[Supplied material]
────────────────────────────────────────
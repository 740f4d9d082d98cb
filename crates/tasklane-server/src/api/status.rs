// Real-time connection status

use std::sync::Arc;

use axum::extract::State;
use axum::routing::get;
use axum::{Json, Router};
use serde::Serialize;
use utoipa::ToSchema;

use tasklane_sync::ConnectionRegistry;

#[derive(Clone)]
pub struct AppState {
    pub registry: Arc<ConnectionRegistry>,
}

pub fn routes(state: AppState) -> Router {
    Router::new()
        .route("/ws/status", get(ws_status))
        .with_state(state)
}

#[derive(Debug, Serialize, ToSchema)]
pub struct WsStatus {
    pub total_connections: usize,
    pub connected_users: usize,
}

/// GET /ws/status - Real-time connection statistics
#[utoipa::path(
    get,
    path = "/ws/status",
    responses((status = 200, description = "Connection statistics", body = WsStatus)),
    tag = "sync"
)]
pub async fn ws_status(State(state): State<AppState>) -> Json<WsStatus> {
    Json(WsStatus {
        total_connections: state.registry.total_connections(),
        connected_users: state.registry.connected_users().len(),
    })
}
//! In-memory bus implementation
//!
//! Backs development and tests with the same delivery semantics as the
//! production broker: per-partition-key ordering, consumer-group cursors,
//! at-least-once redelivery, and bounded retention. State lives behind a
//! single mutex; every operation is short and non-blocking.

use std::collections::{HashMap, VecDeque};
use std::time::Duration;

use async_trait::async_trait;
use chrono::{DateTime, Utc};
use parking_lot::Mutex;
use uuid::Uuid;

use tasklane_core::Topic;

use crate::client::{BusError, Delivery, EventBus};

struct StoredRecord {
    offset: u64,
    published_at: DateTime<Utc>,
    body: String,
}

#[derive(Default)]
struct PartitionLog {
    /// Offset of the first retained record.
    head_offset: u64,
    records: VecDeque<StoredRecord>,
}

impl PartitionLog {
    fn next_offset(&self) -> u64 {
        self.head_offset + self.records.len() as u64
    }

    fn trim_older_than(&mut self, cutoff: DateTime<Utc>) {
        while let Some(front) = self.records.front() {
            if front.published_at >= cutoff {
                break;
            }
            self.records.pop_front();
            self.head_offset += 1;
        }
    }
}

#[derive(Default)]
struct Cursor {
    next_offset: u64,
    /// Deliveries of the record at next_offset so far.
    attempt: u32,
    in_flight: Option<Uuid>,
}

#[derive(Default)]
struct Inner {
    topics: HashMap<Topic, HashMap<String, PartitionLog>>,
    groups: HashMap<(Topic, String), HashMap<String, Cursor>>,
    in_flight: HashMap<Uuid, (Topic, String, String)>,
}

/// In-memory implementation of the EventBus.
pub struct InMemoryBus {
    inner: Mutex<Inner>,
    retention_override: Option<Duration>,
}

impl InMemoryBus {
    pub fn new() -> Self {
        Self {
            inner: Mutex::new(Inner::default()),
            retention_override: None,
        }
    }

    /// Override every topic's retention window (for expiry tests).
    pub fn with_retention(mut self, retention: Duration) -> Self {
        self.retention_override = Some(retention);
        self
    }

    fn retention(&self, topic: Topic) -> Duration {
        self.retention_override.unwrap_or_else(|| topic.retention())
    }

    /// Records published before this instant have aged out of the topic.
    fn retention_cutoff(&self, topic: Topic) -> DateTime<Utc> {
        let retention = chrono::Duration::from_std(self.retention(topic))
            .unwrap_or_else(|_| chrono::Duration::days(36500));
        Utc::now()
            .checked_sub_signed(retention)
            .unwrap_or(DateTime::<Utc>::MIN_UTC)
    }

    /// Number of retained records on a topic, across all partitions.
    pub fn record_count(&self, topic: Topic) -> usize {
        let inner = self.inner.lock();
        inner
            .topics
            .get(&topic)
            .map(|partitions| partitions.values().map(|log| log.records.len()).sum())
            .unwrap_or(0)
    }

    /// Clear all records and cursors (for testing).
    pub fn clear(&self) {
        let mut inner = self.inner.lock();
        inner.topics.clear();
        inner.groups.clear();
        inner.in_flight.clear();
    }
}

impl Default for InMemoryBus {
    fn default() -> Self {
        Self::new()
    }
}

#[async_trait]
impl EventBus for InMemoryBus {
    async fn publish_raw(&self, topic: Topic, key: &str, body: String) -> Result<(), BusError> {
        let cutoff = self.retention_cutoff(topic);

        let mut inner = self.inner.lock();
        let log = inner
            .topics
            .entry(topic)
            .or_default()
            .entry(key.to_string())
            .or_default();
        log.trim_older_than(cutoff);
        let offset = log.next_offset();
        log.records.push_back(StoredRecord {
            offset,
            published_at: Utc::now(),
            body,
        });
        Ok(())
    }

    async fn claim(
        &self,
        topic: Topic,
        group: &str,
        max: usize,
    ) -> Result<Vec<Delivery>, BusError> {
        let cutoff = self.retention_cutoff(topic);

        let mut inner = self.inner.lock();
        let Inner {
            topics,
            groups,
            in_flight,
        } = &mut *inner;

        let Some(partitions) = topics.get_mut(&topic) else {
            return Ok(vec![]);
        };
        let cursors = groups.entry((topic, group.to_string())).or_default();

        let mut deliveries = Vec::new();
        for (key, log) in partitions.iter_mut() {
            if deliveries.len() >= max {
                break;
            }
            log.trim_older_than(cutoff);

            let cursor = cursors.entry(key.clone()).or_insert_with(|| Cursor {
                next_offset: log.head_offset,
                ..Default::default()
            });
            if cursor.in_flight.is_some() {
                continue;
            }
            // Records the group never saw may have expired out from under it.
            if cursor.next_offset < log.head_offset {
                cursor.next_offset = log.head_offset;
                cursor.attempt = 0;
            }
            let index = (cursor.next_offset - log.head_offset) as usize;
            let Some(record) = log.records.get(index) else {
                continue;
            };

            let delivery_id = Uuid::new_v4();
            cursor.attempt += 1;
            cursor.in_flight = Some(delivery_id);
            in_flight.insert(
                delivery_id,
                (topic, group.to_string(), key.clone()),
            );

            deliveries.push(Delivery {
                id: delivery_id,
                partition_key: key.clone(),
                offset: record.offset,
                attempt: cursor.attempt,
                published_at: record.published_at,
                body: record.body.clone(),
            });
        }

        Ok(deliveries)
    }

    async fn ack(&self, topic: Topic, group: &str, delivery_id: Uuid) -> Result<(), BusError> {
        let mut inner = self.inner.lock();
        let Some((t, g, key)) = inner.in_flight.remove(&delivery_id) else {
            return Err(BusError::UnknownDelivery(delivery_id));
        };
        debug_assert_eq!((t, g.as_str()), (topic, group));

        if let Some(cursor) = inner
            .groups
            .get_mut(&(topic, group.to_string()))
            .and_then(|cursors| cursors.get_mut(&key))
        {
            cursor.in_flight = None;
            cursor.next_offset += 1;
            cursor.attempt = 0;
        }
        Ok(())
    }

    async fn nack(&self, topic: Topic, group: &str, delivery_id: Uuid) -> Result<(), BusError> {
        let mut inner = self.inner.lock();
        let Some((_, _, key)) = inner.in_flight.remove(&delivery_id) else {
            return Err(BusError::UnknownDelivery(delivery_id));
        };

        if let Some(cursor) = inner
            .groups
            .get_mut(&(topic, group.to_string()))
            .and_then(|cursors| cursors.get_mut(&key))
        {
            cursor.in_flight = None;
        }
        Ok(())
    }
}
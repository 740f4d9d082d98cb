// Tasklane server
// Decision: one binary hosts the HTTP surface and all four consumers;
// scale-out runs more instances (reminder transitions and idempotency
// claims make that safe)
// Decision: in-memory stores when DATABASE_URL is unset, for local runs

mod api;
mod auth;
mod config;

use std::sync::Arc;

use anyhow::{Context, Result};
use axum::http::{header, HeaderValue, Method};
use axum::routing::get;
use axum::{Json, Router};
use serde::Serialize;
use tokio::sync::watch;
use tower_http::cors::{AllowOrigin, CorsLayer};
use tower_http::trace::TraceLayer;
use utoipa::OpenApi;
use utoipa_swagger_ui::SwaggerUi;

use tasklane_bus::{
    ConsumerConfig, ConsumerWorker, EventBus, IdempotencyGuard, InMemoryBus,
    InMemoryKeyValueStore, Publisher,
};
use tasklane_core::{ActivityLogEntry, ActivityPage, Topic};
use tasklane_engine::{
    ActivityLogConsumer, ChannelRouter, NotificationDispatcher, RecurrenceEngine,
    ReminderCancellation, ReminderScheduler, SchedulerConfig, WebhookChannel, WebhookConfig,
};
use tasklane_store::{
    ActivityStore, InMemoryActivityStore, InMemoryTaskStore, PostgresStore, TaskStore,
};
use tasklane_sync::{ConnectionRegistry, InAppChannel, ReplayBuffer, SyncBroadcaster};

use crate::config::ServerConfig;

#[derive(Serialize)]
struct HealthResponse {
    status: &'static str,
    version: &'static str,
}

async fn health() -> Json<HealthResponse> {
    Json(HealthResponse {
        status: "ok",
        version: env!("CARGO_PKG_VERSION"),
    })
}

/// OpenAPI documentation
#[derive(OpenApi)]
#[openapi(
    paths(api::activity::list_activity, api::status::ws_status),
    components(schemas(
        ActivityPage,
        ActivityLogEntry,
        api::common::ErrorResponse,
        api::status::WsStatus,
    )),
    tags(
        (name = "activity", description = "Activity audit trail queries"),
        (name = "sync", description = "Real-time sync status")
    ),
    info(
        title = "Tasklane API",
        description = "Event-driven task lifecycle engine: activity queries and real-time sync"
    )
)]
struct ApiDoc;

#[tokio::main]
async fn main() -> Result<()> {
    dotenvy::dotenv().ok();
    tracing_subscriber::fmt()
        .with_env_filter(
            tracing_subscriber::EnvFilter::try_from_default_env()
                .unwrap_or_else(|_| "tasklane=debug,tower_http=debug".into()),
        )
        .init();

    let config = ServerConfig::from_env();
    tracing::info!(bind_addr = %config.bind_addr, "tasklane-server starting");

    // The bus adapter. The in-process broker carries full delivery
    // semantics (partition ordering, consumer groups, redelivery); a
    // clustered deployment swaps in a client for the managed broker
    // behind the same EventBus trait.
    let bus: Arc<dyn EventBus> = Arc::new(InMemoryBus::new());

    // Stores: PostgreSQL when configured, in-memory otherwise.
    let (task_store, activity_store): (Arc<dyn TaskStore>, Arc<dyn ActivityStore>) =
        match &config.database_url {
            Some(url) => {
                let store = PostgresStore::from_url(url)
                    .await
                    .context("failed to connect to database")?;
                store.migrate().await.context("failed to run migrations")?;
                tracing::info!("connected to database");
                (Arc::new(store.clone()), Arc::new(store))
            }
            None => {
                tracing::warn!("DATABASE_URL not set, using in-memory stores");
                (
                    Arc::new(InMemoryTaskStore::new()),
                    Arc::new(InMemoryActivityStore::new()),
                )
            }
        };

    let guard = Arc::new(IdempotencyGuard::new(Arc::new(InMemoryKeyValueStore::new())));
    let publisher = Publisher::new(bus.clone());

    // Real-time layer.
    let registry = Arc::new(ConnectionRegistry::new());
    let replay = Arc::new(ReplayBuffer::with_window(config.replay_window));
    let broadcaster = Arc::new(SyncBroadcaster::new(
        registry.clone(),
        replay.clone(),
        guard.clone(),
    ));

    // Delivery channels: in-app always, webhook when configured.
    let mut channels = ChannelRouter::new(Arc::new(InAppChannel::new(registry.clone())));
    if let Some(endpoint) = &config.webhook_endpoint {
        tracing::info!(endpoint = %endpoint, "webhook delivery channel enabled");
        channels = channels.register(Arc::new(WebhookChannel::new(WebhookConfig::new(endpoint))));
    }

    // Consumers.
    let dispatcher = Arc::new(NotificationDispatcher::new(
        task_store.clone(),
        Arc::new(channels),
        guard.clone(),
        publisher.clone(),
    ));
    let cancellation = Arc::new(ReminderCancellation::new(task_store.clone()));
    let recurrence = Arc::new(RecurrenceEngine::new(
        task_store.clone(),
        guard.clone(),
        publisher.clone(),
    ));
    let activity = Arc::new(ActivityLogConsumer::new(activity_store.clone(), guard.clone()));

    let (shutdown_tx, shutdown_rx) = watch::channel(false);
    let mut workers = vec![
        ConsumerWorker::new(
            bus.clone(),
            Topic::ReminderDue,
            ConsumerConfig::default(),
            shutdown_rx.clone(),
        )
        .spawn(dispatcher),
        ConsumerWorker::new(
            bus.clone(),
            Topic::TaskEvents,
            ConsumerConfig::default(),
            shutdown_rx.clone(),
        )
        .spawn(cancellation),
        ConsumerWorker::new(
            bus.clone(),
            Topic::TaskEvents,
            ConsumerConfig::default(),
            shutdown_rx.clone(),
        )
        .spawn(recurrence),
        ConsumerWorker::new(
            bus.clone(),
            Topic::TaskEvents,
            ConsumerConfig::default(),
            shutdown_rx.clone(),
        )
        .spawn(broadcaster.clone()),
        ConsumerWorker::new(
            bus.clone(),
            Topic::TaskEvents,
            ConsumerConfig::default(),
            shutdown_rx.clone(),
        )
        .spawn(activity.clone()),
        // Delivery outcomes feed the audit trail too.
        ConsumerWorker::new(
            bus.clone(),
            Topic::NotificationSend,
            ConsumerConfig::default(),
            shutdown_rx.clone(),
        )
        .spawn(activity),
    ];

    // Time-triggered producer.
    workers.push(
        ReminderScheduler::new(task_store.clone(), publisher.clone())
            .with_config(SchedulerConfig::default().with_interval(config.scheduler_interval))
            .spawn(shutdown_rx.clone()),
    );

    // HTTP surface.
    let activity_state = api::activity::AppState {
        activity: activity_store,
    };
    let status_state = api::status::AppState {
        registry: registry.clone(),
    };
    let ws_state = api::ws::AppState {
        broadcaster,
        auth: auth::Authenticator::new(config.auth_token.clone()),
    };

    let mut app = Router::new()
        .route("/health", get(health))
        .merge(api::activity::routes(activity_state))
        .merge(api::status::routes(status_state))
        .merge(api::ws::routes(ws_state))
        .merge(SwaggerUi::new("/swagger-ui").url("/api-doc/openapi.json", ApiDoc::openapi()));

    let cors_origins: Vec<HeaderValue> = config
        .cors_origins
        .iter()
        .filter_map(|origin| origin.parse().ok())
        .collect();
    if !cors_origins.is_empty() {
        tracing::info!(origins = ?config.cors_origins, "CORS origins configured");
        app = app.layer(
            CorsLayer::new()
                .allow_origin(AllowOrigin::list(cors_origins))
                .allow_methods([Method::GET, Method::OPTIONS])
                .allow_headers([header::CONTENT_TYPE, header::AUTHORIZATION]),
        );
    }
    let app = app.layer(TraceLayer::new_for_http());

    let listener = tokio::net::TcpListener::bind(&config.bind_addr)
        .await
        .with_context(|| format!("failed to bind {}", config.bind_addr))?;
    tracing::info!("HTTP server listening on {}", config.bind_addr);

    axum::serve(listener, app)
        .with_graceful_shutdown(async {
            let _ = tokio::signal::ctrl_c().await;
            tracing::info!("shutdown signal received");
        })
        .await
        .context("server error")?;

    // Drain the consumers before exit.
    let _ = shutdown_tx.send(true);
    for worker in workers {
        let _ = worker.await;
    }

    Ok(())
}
────────────────────────────────────────
[Goal of the exercise]
Count up the lines of the data that include "remove". Reply with a number only.

[The completed task]
2